JOHANN SEBASTIAN BACH (1685-1750)
Toccata in D, BMV 912
March 19, 2023 – Rachel Naomi Kudo, piano
Bach composed seven manualiter toccatas, BWV 910–916, whose designation toccata refers to pieces that display a keyboardist’s dexterity and manualiter means “hands only” as opposed to those requiring pedals. Therefore these pieces were to be played on a keyboard instrument other than organ—such as the harpsichord in the eighteenth century. Bach never collected these toccatas under a single title, but they represent the culmination of the genre, begun in the sixteenth century and in Bach’s case likely influenced by early Baroque German models comprised of several distinct contrasting sections. Precise dating has proved impossible, but scholars typically designate a range of “?before 1708” to “before 1714,” which places them before or during his tenure at the court of Weimar.
The date often given for the D major Toccata, BWV 912, is “before 1710,” with an early version possibly dating from c. 1707. That could have been during Bach’s year in Mühlhausen, June 1707–June 1708, or in Arnstadt where he was organist from 1703 to 1707. In June 1708 Bach took up the post of court organist at Weimar, where Duke Wilhelm Ernst is said to have greatly enjoyed Bach’s playing, so it is likely that Bach himself performed his toccatas for his employer. It is equally possible that they could have been played by one or more of his talented students, but there is no specific evidence that he intended them for teaching, as he did with other works (mentioned above in connection with the French Suites).
The D major Toccata, like the other six, closes with a fugue and like all but one (G major, BWV 916) opens with an improvisatory prelude. This brief lively opening is striking for its similarity to the D major organ Prelude and Fugue, BWV 532, which may date from around the same time, especially as to its to ascending scales, which Bach extends locally and employs in dramatic descents in the extended Adagio transition to the first fugue. Prior to that, however, the prelude brings on a captivating Allegro that unfolds with rondo-like recurring passages. Modulatory excursions into the minor mode and similar journeys in the ensuing recitative-like Adagio prepare for the first fugue in F-sharp minor. This fugue offers a somewhat introspective exploration of that key with three expositions of the simultaneous subject/countersubject pair, seamlessly connected by two brief episodes. Following another dramatic declamatory transition, the final fugue gallops along in 6/16 meter much like a perpetual-motion gigue until its final arresting bars.
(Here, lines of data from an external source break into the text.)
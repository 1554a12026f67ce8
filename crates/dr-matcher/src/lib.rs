//! ---
//! dr_section: "04-subscription-matching"
//! dr_subsection: "module"
//! dr_type: "source"
//! dr_scope: "code"
//! dr_description: "Application to subscription and placement resolution."
//! dr_version: "v0.0.0-prealpha"
//! dr_owner: "tbd"
//! ---
//! Resolves which subscriptions and placements belong to an application and
//! are scheduled by the DR orchestrator.
//!
//! Missing intermediate resources never produce errors: an empty result means
//! the application is not DR-protected.

mod selector;
mod subscriptions;

pub use selector::{match_application_to_subscription, match_expression};
pub use subscriptions::{
    applications_sharing_placement, filter_dr_subscriptions,
    filter_dr_subscriptions_with_placements, get_app_dr_info, get_app_dr_info_with_placements,
    ApplicationDrInfo, DrSubscriptionMap, PlacementIndex,
};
For the C minor Toccata, BWV 911, scholars suggest a date of “before 1714,” which was the year Bach added the title and rank of Konzertmeister to the post of court organist that he had begun at Weimar in 1708. Thus its earliest performers were likely the same as for the D major Toccata above and the other manualiter toccatas, that is, Bach himself or possibly his sons or students.
The C minor Toccata begins with an improvisatory, ornate-style introduction, followed by a relatively short Adagio, maintaining a lamenting mood. The main portion of the piece consists of a massive fugue, interrupted by a recitative-like passage, after which Bach introduces a second subject and launches into a double fugue (treatment of his two subjects in contrapuntal combination). A majestic adagio passage brings Bach’s mighty work to a close.